Housing analyst Ken H. Johnson has been scrutinizing home prices for decades, and he offers this advice for buyers in today’s hot housing market: slow down.
“I would be careful about buying near the top of the market, especially if I want to be in the home for only a few years,” says Johnson, a real estate economist at Florida Atlantic University and coauthor of the Beracha, Hardin & Johnson Buy vs. Rent Index. “If you look to buy, bargain aggressively and be willing to walk away. Real estate most definitely is a good investment, but don’t just buy now because that’s what everybody else is doing.”
With mortgage rates at record lows and inventory tight, home prices are soaring. The National Association of Realtors says the median price of homes sold in October rocketed 15.5% from a year earlier, and bidding wars have grown common.
Johnson acknowledges that the housing boom of 2020 caught him by surprise. “I thought the real estate market was going to crash back in March,” he says.
While he doesn’t foresee a crash now, he does expect home prices in much of the nation to reach a plateau. He spoke to Bankrate about the housing market.
Home prices are soaring, and everyone who can afford it wants to move up or buy a second home. What advice do you give them?
Everybody’s buying right now. We’re clearly getting to the peak. So you need to be a lot smarter about how you buy. You need to do a lot more due diligence. You need to ride the neighborhoods. Look at the sold properties — don’t look so much at what’s for sale as the prices of what’s sold.
A lot of people have said that to me — “I bought in 2007, right at the very top.” I know people are thinking that right now. We’re near the top of the cycle. I wouldn’t not buy now. I’d just bargain aggressively. I’d put in a lot of due diligence. Shop your mortgage rate, and make sure you get the best mortgage rate. Spend time looking. Spend time getting to know the area you want to live in.
Bargain aggressively — it seems buyers are doing the opposite. We’ve got bidding wars in many parts of the country.
You shouldn’t get impatient and get into bidding wars. Don’t be afraid to walk away from a transaction. There’s gonna be another house. You’ll see houses go under contract, and then they come back on the market after the inspection period. People get cold feet, and those houses are coming back on the market.
So is the housing market setting up for a crash?
We’re at the peak in much of the country. We just are. That leads a lot of people to ask, “Are we going to crash like we did last time?” There’s no signs of that. Last time, we had a lot of people in homes who couldn’t afford them. Now, we have record-low bad credit. It was near record highs back in 2006-07. Interest rates were higher then. Now, interest rates are at record lows.

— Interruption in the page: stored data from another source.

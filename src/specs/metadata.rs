// src/specs/metadata.rs
//! Metadata documents (`/api/views/metadata/v1/<uuid>`). Only `dataUpdatedAt` is used.

use chrono::{DateTime, FixedOffset};
use serde::Deserialize;
use serde_json::Value;

use crate::core::dates::parse_timestamp;
use crate::error::{Error, Result};

#[derive(Deserialize)]
struct RawMetadata {
    #[serde(rename = "dataUpdatedAt")]
    data_updated_at: String,
}

/// What the remote says about one release's current data.
#[derive(Clone, Debug, PartialEq)]
pub struct RemoteMetadata {
    /// Timestamp string exactly as published; this is what the manifest records.
    pub data_updated_at: String,
    pub as_of: DateTime<FixedOffset>,
}

pub fn parse_metadata(value: Value) -> Result<RemoteMetadata> {
    let raw: RawMetadata = serde_json::from_value(value)
        .map_err(|e| Error::DataParse(format!("metadata document: {e}")))?;
    let as_of = parse_timestamp(&raw.data_updated_at)
        .map_err(|e| Error::DataParse(format!("metadata dataUpdatedAt: {e}")))?;
    Ok(RemoteMetadata { data_updated_at: raw.data_updated_at, as_of })
}
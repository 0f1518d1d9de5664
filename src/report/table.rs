// src/report/table.rs
//! The unified archive table: every loaded snapshot keyed by its calendar
//! as-of date. Grouping is explicit nested maps, so iteration order is the
//! key order (dates ascending, jurisdictions lexicographic).

use std::collections::BTreeMap;

use chrono::NaiveDate;

use crate::snapshot::SnapshotTable;

/// One trace worth of points: (report date, count), report dates ascending.
pub type Series = Vec<(NaiveDate, Option<f64>)>;

/// jurisdiction → as-of date → series.
pub type SeriesIndex = BTreeMap<String, BTreeMap<NaiveDate, Series>>;

#[derive(Clone, Debug, Default, PartialEq)]
pub struct ArchiveTable {
    snapshots: BTreeMap<NaiveDate, SnapshotTable>,
}

impl ArchiveTable {
    pub fn new() -> Self { Self::default() }

    /// Adds a snapshot unless its as-of date is already present.
    /// Returns whether it was added.
    pub fn insert(&mut self, as_of: NaiveDate, table: SnapshotTable) -> bool {
        if self.snapshots.contains_key(&as_of) {
            return false;
        }
        self.snapshots.insert(as_of, table);
        true
    }

    pub fn contains(&self, as_of: NaiveDate) -> bool { self.snapshots.contains_key(&as_of) }
    pub fn len(&self) -> usize { self.snapshots.len() }
    pub fn is_empty(&self) -> bool { self.snapshots.is_empty() }

    pub fn get(&self, as_of: NaiveDate) -> Option<&SnapshotTable> {
        self.snapshots.get(&as_of)
    }

    pub fn as_of_dates(&self) -> impl Iterator<Item = NaiveDate> + '_ {
        self.snapshots.keys().copied()
    }

    pub fn latest_as_of(&self) -> Option<NaiveDate> {
        self.snapshots.keys().next_back().copied()
    }

    /// Latest report date in any snapshot.
    pub fn max_report_date(&self) -> Option<NaiveDate> {
        self.snapshots.values().filter_map(SnapshotTable::max_report_date).max()
    }

    /// Regroup one count column as jurisdiction → as-of → series.
    /// Snapshots that lack the column contribute nothing.
    pub fn series(&self, column: &str) -> SeriesIndex {
        let mut out = SeriesIndex::new();
        for (&as_of, table) in &self.snapshots {
            let Some(idx) = table.field_index(column) else {
                logd!("Snapshot {as_of} has no `{column}` column");
                continue;
            };
            // rows are sorted by report date, so each series comes out ascending
            for row in table.rows() {
                out.entry(row.jurisdiction.clone())
                    .or_default()
                    .entry(as_of)
                    .or_default()
                    .push((row.report_date, row.count(idx)));
            }
        }
        out
    }
}

#[cfg(test)]
mod tests {
    use super::*;
    use crate::snapshot::SnapshotRow;

    fn d(s: &str) -> NaiveDate { s.parse().unwrap() }

    fn snapshot(rows: &[(&str, &str, &str)]) -> SnapshotTable {
        SnapshotTable::new(
            vec![s!("totalconfflunewadm")],
            rows.iter()
                .map(|(date, jur, v)| SnapshotRow {
                    report_date: d(date),
                    jurisdiction: s!(*jur),
                    cells: vec![s!(*v)],
                })
                .collect(),
        )
        .unwrap()
    }

    #[test]
    fn series_groups_by_jurisdiction_then_as_of() {
        let mut table = ArchiveTable::new();
        assert!(table.insert(d("2025-01-08"), snapshot(&[("2024-12-08", "USA", "5"), ("2024-12-01", "USA", "4")])));
        assert!(table.insert(d("2025-01-01"), snapshot(&[("2024-12-01", "CA", ""), ("2024-12-01", "USA", "3")])));
        assert!(!table.insert(d("2025-01-01"), snapshot(&[])));

        let series = table.series("totalconfflunewadm");
        assert_eq!(series.keys().collect::<Vec<_>>(), ["CA", "USA"]);
        let usa: Vec<_> = series["USA"].keys().copied().collect();
        assert_eq!(usa, [d("2025-01-01"), d("2025-01-08")]);
        assert_eq!(series["USA"][&d("2025-01-08")], vec![(d("2024-12-01"), Some(4.0)), (d("2024-12-08"), Some(5.0))]);
        assert_eq!(series["CA"][&d("2025-01-01")], vec![(d("2024-12-01"), None)]);

        assert_eq!(table.latest_as_of(), Some(d("2025-01-08")));
        assert_eq!(table.max_report_date(), Some(d("2024-12-08")));
        assert!(table.series("totalconfrsvnewadm").is_empty());
    }
}
use thiserror::Error;

/// Failures while binding to the page.
#[derive(Debug, Error, PartialEq, Eq)]
pub enum DomError {
    #[error("No global window object")]
    NoWindow,

    #[error("Window has no document")]
    NoDocument,

    #[error("No element with id '{0}'")]
    ElementNotFound(String),

    #[error("Element '{0}' is not an HTML element")]
    NotHtmlElement(String),

    #[error("Failed to update style: {0}")]
    Style(String),

    #[error("Failed to register '{event}' listener: {reason}")]
    Listener { event: String, reason: String },
}
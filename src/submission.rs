//! Server-side view of the submitted post text.

use thiserror::Error;

use crate::constants::MAX_POST_BYTES;

#[derive(Debug, Clone, Error, PartialEq, Eq)]
pub enum SubmitError {
    #[error("cowardly refusing to create an empty note")]
    Empty,

    #[error("note is {len} bytes, the limit is {max}")]
    TooLarge { len: usize, max: usize },
}

/// The text of a post as submitted through the `postinput` field.
///
/// Surrounding whitespace is dropped. A post with nothing left, or with
/// more than [`MAX_POST_BYTES`] left, is refused.
pub fn post_payload(raw: &str) -> Result<&str, SubmitError> {
    let trimmed = raw.trim();
    if trimmed.is_empty() {
        return Err(SubmitError::Empty);
    }
    if trimmed.len() > MAX_POST_BYTES {
        return Err(SubmitError::TooLarge {
            len: trimmed.len(),
            max: MAX_POST_BYTES,
        });
    }
    Ok(trimmed)
}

The underwriting process is much stronger today. Before, if you breathed, you could get a loan. Ultimately, we had a foreclosure crisis. Today, it’s tougher for people to borrow money. Their credit is stronger. They’re not going to walk away from these homes. We’re just not going to see a huge downswing like we did last time. But for those same reasons, we are not seeing a huge upswing. Prices probably won’t crash, but they’re just not going to keep going up.
There is going to come a reckoning. I just don’t think it’s going to be anywhere near the reckoning we had last time. Prices are going to go flat. Interest rates are going to go up a little.
Many housing economists say we’re seeing a long-term shortage of homes for sale.
We have this huge shortage of supply, and that’s not going away overnight. That’s going to help soften this landing. There’s a huge inventory problem. In 2006, we had a dramatic oversupply. But nothing was built for darn near eight years. It’s way more difficult to get approvals from municipalities and counties than it was 15 years ago. The shortage of supply is helping to keep prices up.